Festa di Santa Lucia, la luce della fede unisce la Marsica: il Vescovo Massaro in preghiera tra Castelnuovo, Magliano e Lecce
MARSICA – Fede, tradizione e profonda partecipazione popolare hanno caratterizzato le celebrazioni in onore di Santa Lucia, una delle feste religiose più sentite in tutta la Marsica.
Il Vescovo Giovanni ha voluto essere vicino alle comunità presiedendo tre solenni celebrazioni: ieri pomeriggio a Lecce nei Marsi, questa mattina a Magliano dei Marsi e oggi pomeriggio a Castelnuovo, sottolineando il valore unitario di una devozione che attraversa l’intero territorio.

Nel corso delle omelie, il Vescovo ha più volte richiamato il forte legame tra Santa Lucia e la vita concreta delle comunità marsicane, definendola non come una santa “del passato”, ma come una presenza viva, familiare, capace di accompagnare le famiglie, ascoltare le preghiere e illuminare il cammino quotidiano dei fedeli.
Partendo dalla seconda lettera di San Paolo ai Corinzi, il Vescovo Giovanni ha invitato i presenti a riflettere su ciò che conta davvero nella vita cristiana: «Chi si vanta, si vanti nel Signore». Un richiamo forte contro la tentazione di cercare successo, visibilità o approvazione, ricordando che il credente non è chiamato a brillare di luce propria, ma a lasciare che sia Cristo a splendere attraverso di lui. In questo senso Santa Lucia è stata indicata come esempio di libertà interiore e fedeltà radicale: una giovane donna che ha scelto Cristo come unico tesoro, rinunciando a sicurezza e prestigio.
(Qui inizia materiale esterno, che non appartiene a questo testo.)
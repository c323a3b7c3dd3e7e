//! Command-line harness for inspecting and test-loading module directories.

use std::path::{Path, PathBuf};
use std::sync::Arc;

use anyhow::Result;
use clap::{Parser, Subcommand};
use modhost::config::HostConfig;
use modhost::module::{EntryPoints, LoaderFactory, ModuleDescriptor, ModuleManager, PackageDiscovery};
use modhost::utils::init_logging_from_config;
use serde::Serialize;
use tracing::info;

/// Inspect and load module packages.
#[derive(Parser, Debug)]
#[command(name = "modhost")]
#[command(author, version, about, long_about = None)]
struct Args {
    /// Configuration file (TOML, or JSON with a `.json` extension).
    #[arg(short, long, global = true)]
    config: Option<PathBuf>,

    #[command(subcommand)]
    command: Command,
}

#[derive(Subcommand, Debug)]
enum Command {
    /// List every entry of a modules directory with its loader and descriptor.
    Inspect {
        /// Directory to scan (defaults to the configured modules directory).
        dir: Option<PathBuf>,
        /// Print the report as JSON.
        #[arg(long)]
        json: bool,
    },
    /// Load, enable and clear every package, reporting each failure.
    Load {
        /// Directory to scan (defaults to the configured modules directory).
        dir: Option<PathBuf>,
    },
}

/// One line of the `inspect` report
#[derive(Debug, Serialize)]
struct PackageReport {
    path: PathBuf,
    loader: Option<String>,
    descriptor: Option<ModuleDescriptor>,
    error: Option<String>,
}

fn main() -> Result<()> {
    let args = Args::parse();

    let config = match &args.config {
        Some(path) => HostConfig::from_file(path)?,
        None => {
            let mut config = HostConfig::default();
            config.apply_env_overrides();
            config
        }
    };
    init_logging_from_config(config.logging.as_ref());

    match args.command {
        Command::Inspect { dir, json } => {
            let dir = dir.unwrap_or_else(|| PathBuf::from(&config.modules.modules_dir));
            inspect(&config, &dir, json)
        }
        Command::Load { dir } => {
            let dir = dir.unwrap_or_else(|| PathBuf::from(&config.modules.modules_dir));
            load(&config, &dir)
        }
    }
}

fn inspect(config: &HostConfig, dir: &Path, json: bool) -> Result<()> {
    let factory = LoaderFactory::with_defaults(Arc::new(EntryPoints::new()), &config.modules);
    let reports: Vec<PackageReport> = PackageDiscovery::new(dir)
        .discover()?
        .into_iter()
        .map(|path| match factory.validate(&path) {
            None => PackageReport {
                path,
                loader: None,
                descriptor: None,
                error: Some("no loader accepts this entry".to_string()),
            },
            Some(loader) => {
                let (descriptor, error) = match loader.describe(&path) {
                    Ok(descriptor) => (Some(descriptor), None),
                    Err(e) => (None, Some(e.to_string())),
                };
                PackageReport {
                    path,
                    loader: Some(loader.name().to_string()),
                    descriptor,
                    error,
                }
            }
        })
        .collect();

    if json {
        println!("{}", serde_json::to_string_pretty(&reports)?);
        return Ok(());
    }

    for report in &reports {
        let loader = report.loader.as_deref().unwrap_or("-");
        match (&report.descriptor, &report.error) {
            (Some(descriptor), _) => {
                println!(
                    "{}  [{}]  {}  main={}",
                    report.path.display(),
                    loader,
                    descriptor.full_name(),
                    descriptor.entry_point()
                );
                if !descriptor.authors().is_empty() {
                    println!("    authors: {}", descriptor.authors().join(", "));
                }
            }
            (None, Some(error)) => println!("{}  [{}]  error: {}", report.path.display(), loader, error),
            (None, None) => println!("{}  [{}]", report.path.display(), loader),
        }
    }
    Ok(())
}

fn load(config: &HostConfig, dir: &Path) -> Result<()> {
    let manager = ModuleManager::from_config(config, EntryPoints::new())
        .with_error_handler(|e| eprintln!("error: {}", e));

    let loaded = manager.load_modules(dir)?;
    info!("Loaded {} modules from {:?}", loaded.len(), dir);
    manager.enable_modules();
    for module in manager.modules() {
        println!("{}  {}", module.descriptor().full_name(), module.state());
    }
    manager.clear_modules();
    Ok(())
}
Ampio spazio è stato dedicato anche alla parabola evangelica delle dieci vergini, proposta come uno specchio nel quale ogni credente è chiamato a riconoscersi. Tutte attendono lo sposo, ma solo alcune hanno l’olio sufficiente per tenere accesa la lampada. L’olio, ha spiegato il Vescovo, rappresenta la vita interiore: la preghiera quotidiana, la carità vissuta con costanza, la fedeltà nei piccoli gesti. Una fede “a intermittenza”, che si accende solo nei momenti solenni, rischia di spegnersi proprio quando il Signore bussa.
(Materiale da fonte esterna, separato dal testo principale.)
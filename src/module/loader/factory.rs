//! Loader chain
//!
//! Picks the loader responsible for a package: the first registered loader
//! whose format check accepts it.

use std::path::Path;
use std::sync::Arc;
use tracing::debug;

use crate::config::ModuleConfig;
use crate::module::loader::context::SymbolSpace;
use crate::module::loader::entry_points::EntryPoints;
use crate::module::loader::loader::{ModuleLoader, PackageLoader};

/// Ordered, immutable-after-construction list of loaders
#[derive(Default, Clone)]
pub struct LoaderFactory {
    loaders: Vec<Arc<dyn ModuleLoader>>,
}

impl LoaderFactory {
    pub fn new() -> Self {
        Self::default()
    }

    /// Default chain built from `config.loaders`, all sharing one symbol space
    pub fn with_defaults(entry_points: Arc<EntryPoints>, config: &ModuleConfig) -> Self {
        let space = SymbolSpace::new();
        let mut factory = Self::new();
        for format in &config.loaders {
            let loader = PackageLoader::new(*format, Arc::clone(&entry_points), Arc::clone(&space))
                .with_descriptor_entry(config.descriptor_entry.clone());
            factory.register(Arc::new(loader));
        }
        factory
    }

    pub fn with_loader(mut self, loader: Arc<dyn ModuleLoader>) -> Self {
        self.register(loader);
        self
    }

    /// Append a loader; earlier loaders take precedence
    pub fn register(&mut self, loader: Arc<dyn ModuleLoader>) {
        debug!("Registered module loader {}", loader.name());
        self.loaders.push(loader);
    }

    /// First loader claiming `package`
    pub fn validate(&self, package: &Path) -> Option<Arc<dyn ModuleLoader>> {
        self.loaders
            .iter()
            .find(|loader| loader.validate(package))
            .cloned()
    }

    pub fn loaders(&self) -> &[Arc<dyn ModuleLoader>] {
        &self.loaders
    }

    /// Shut down every loader, tearing down all remaining contexts
    pub fn shutdown(&self) {
        for loader in &self.loaders {
            loader.shutdown();
        }
    }
}

impl std::fmt::Debug for LoaderFactory {
    fn fmt(&self, f: &mut std::fmt::Formatter<'_>) -> std::fmt::Result {
        f.debug_list()
            .entries(self.loaders.iter().map(|loader| loader.name()))
            .finish()
    }
}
La figura di Santa Lucia, il cui nome significa “luce”, è stata presentata come esempio di coraggio e concretezza evangelica. Una santa capace di custodire la propria lampada anche nel vento della persecuzione, scegliendo la purezza come fedeltà d’amore, la carità verso i poveri e una testimonianza limpida davanti ai potenti del suo tempo.
Nel tempo di Avvento, infine, il Vescovo Giovanni ha affidato ai fedeli tre indicazioni concrete per il cammino verso il Natale: rimettere Cristo al centro della propria vita, custodire con cura la lampada della fede attraverso la preghiera e la carità quotidiana, e diventare luce per chi vive nel buio della solitudine, della sofferenza o dello smarrimento.

Le celebrazioni si sono concluse con un forte invito alla speranza: chiedere al Signore una fede capace di brillare, di scaldare e di guidare, perché — come ha ricordato il Vescovo — quando il Signore verrà, possa trovare le lampade accese nelle case e nei cuori della Marsica.